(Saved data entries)
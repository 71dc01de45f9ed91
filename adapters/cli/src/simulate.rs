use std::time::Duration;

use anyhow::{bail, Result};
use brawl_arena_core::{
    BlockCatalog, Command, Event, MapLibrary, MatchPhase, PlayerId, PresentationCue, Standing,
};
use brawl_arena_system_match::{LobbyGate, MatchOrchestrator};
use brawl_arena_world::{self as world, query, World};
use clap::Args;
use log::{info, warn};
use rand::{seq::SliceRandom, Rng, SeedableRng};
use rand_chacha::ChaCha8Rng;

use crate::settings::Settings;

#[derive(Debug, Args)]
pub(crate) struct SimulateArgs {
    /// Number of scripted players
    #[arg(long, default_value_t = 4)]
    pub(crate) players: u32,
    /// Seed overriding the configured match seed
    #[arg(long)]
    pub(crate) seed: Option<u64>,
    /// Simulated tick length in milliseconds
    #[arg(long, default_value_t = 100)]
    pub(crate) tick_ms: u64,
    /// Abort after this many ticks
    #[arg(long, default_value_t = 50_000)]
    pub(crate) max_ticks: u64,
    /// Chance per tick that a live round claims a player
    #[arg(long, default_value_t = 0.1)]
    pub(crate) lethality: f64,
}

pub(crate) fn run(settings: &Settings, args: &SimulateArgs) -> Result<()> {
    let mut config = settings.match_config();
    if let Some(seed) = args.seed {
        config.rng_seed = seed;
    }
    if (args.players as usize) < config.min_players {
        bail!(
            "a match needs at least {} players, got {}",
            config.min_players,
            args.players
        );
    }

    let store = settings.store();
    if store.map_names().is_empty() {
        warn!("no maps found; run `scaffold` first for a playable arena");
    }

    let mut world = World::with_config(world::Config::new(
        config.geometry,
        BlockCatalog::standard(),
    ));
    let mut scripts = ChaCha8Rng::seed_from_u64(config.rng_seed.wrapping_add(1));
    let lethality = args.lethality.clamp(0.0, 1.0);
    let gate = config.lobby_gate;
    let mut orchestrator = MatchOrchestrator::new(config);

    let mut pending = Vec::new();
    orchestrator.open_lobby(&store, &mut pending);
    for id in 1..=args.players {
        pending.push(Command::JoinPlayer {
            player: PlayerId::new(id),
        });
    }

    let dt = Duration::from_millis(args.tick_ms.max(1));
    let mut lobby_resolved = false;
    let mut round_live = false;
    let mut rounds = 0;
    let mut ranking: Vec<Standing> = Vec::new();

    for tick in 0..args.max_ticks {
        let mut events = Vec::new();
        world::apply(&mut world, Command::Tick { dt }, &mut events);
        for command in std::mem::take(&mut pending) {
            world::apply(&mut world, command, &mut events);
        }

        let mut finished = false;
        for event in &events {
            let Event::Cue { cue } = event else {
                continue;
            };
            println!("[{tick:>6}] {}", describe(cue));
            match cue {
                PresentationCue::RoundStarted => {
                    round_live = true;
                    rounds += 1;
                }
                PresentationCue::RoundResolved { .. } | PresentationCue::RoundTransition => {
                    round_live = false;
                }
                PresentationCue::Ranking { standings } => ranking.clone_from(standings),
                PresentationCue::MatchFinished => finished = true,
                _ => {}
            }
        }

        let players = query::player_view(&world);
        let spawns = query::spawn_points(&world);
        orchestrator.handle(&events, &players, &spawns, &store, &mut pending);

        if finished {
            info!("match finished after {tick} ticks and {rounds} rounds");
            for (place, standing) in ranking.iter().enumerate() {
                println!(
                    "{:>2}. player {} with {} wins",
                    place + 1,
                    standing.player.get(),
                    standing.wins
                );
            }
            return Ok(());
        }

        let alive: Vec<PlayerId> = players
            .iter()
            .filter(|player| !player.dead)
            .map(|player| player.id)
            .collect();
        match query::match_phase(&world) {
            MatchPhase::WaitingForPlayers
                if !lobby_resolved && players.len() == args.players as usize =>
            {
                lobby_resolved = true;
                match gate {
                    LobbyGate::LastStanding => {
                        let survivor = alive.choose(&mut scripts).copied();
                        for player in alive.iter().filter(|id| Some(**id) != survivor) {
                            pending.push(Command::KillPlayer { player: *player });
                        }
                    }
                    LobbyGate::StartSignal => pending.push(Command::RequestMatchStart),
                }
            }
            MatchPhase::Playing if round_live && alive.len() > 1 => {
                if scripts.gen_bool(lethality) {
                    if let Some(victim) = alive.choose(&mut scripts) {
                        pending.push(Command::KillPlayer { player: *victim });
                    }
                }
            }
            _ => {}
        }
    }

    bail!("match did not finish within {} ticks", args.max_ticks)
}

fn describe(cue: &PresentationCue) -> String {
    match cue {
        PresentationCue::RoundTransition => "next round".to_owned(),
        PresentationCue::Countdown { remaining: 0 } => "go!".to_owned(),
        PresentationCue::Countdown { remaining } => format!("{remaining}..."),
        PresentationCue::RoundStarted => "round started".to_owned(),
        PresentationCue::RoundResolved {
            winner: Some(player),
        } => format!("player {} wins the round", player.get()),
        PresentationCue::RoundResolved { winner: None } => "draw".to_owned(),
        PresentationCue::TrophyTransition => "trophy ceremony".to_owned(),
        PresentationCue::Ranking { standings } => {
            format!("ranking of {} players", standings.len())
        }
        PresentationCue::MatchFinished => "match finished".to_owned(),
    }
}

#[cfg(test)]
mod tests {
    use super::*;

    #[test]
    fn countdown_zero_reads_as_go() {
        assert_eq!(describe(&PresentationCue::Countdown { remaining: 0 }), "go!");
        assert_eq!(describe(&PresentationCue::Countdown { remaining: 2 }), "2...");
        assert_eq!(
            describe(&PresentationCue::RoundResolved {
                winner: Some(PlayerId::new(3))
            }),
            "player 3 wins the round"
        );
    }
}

__Required action__: What is needed is an exact transcription of every entry.

__Answer to the problem__:
repository 71dc01de45f9ed91
filename adapters/cli/src/simulate.rs
use std::time::Duration;

use anyhow::{bail, Result};
use brawl_arena_core::{
    BlockCatalog, Command, Event, MapLibrary, MatchPhase, PlayerId, PresentationCue, Standing,
};
use brawl_arena_system_match::{LobbyGate, MatchOrchestrator};
use brawl_arena_world::{self as world, query, World};
use clap::Args;
use log::{info, warn};
use rand::{seq::SliceRandom, Rng, SeedableRng};
use rand_chacha::ChaCha8Rng;

use crate::settings::Settings;

#[derive(Debug, Args)]
pub(crate) struct SimulateArgs {
    /// Number of scripted players
    #[arg(long, default_value_t = 4)]
    pub(crate) players: u32,
    /// Seed overriding the configured match seed
    #[arg(long)]
    pub(crate) seed: Option<u64>,
    /// Simulated tick length in milliseconds
    #[arg(long, default_value_t = 100)]
    pub(crate) tick_ms: u64,
    /// Abort after this many ticks
    #[arg(long, default_value_t = 50_000)]
    pub(crate) max_ticks: u64,
    /// Chance per tick that a live round claims a player
    #[arg(long, default_value_t = 0.1)]
    pub(crate) lethality: f64,
}

pub(crate) fn run(settings: &Settings, args: &SimulateArgs) -> Result<()> {
    let mut config = settings.match_config();
    if let Some(seed) = args.seed {
        config.rng_seed = seed;
    }
    if (args.players as usize) < config.min_players {
        bail!(
            "a match needs at least {} players, got {}",
            config.min_players,
            args.players
        );
    }

    let store = settings.store();
    if store.map_names().is_empty() {
        warn!("no maps found; run `scaffold` first for a playable arena");
    }

    let mut world = World::with_config(world::Config::new(
        config.geometry,
        BlockCatalog::standard(),
    ));
    let mut scripts = ChaCha8Rng::seed_from_u64(config.rng_seed.wrapping_add(1));
    let lethality = args.lethality.clamp(0.0, 1.0);
    let gate = config.lobby_gate;
    let mut orchestrator = MatchOrchestrator::new(config);

    let mut pending = Vec::new();
    orchestrator.open_lobby(&store, &mut pending);
    for id in 1..=args.players {
        pending.push(Command::JoinPlayer {
            player: PlayerId::new(id),
        });
    }

    let dt = Duration::from_millis(args.tick_ms.max(1));
    let mut lobby_resolved = false;
    let mut round_live = false;
    let mut rounds = 0;
    let mut ranking: Vec<Standing> = Vec::new();

    for tick in 0..args.max_ticks {
        let mut events = Vec::new();
        world::apply(&mut world, Command::Tick { dt }, &mut events);
        for command in std::mem::take(&mut pending) {
            world::apply(&mut world, command, &mut events);
        }

        let mut finished = false;
        for event in &events {
            let Event::Cue { cue } = event else {
                continue;
            };
            println!("[{tick:>6}] {}", describe(cue));
            match cue {
                PresentationCue::RoundStarted => {
                    round_live = true;
                    rounds += 1;
                }
                PresentationCue::RoundResolved { .. } | PresentationCue::RoundTransition => {
                    round_live = false;
                }
                PresentationCue::Ranking { standings } => ranking.clone_from(standings),
                PresentationCue::MatchFinished => finished = true,
                _ => {}
            }
        }

        let players = query::player_view(&world);
        let spawns = query::spawn_points(&world);
        orchestrator.handle(&events, &players, &spawns, &store, &mut pending);

        if finished {
            info!("match finished after {tick} ticks and {rounds} rounds");
            for (place, standing) in ranking.iter().enumerate() {
                println!(
                    "{:>2}. player {} with {} wins",
                    place + 1,
                    standing.player.get(),
                    standing.wins
                );
            }
            return Ok(());
        }

        let alive: Vec<PlayerId> = players
            .iter()
            .filter(|player| !player.dead)
            .map(|player| player.id)
            .collect();
        match query::match_phase(&world) {
            MatchPhase::WaitingForPlayers
                if !lobby_resolved && players.len() == args.players as usize =>
            {
                lobby_resolved = true;
                match gate {
                    LobbyGate::LastStanding => {
                        let survivor = alive.choose(&mut scripts).copied();
                        for player in alive.iter().filter(|id| Some(**id) != survivor) {
                            pending.push(Command::KillPlayer { player: *player });
                        }
                    }
                    LobbyGate::StartSignal => pending.push(Command::RequestMatchStart),
                }
            }
            MatchPhase::Playing if round_live && alive.len() > 1 => {
                if scripts.gen_bool(lethality) {
                    if let Some(victim) = alive.choose(&mut scripts) {
                        pending.push(Command::KillPlayer { player: *victim });
                    }
                }
            }
            _ => {}
        }
    }

    bail!("match did not finish within {} ticks", args.max_ticks)
}

fn describe(cue: &PresentationCue) -> String {
    match cue {
        PresentationCue::RoundTransition => "next round".to_owned(),
        PresentationCue::Countdown { remaining: 0 } => "go!".to_owned(),
        PresentationCue::Countdown { remaining } => format!("{remaining}..."),
        PresentationCue::RoundStarted => "round started".to_owned(),
        PresentationCue::RoundResolved {
            winner: Some(player),
        } => format!("player {} wins the round", player.get()),
        PresentationCue::RoundResolved { winner: None } => "draw".to_owned(),
        PresentationCue::TrophyTransition => "trophy ceremony".to_owned(),
        PresentationCue::Ranking { standings } => {
            format!("ranking of {} players", standings.len())
        }
        PresentationCue::MatchFinished => "match finished".to_owned(),
    }
}

#[cfg(test)]
mod tests {
    use super::*;

    #[test]
    fn countdown_zero_reads_as_go() {
        assert_eq!(describe(&PresentationCue::Countdown { remaining: 0 }), "go!");
        assert_eq!(describe(&PresentationCue::Countdown { remaining: 2 }), "2...");
        assert_eq!(
            describe(&PresentationCue::RoundResolved {
                winner: Some(PlayerId::new(3))
            }),
            "player 3 wins the round"
        );
    }
}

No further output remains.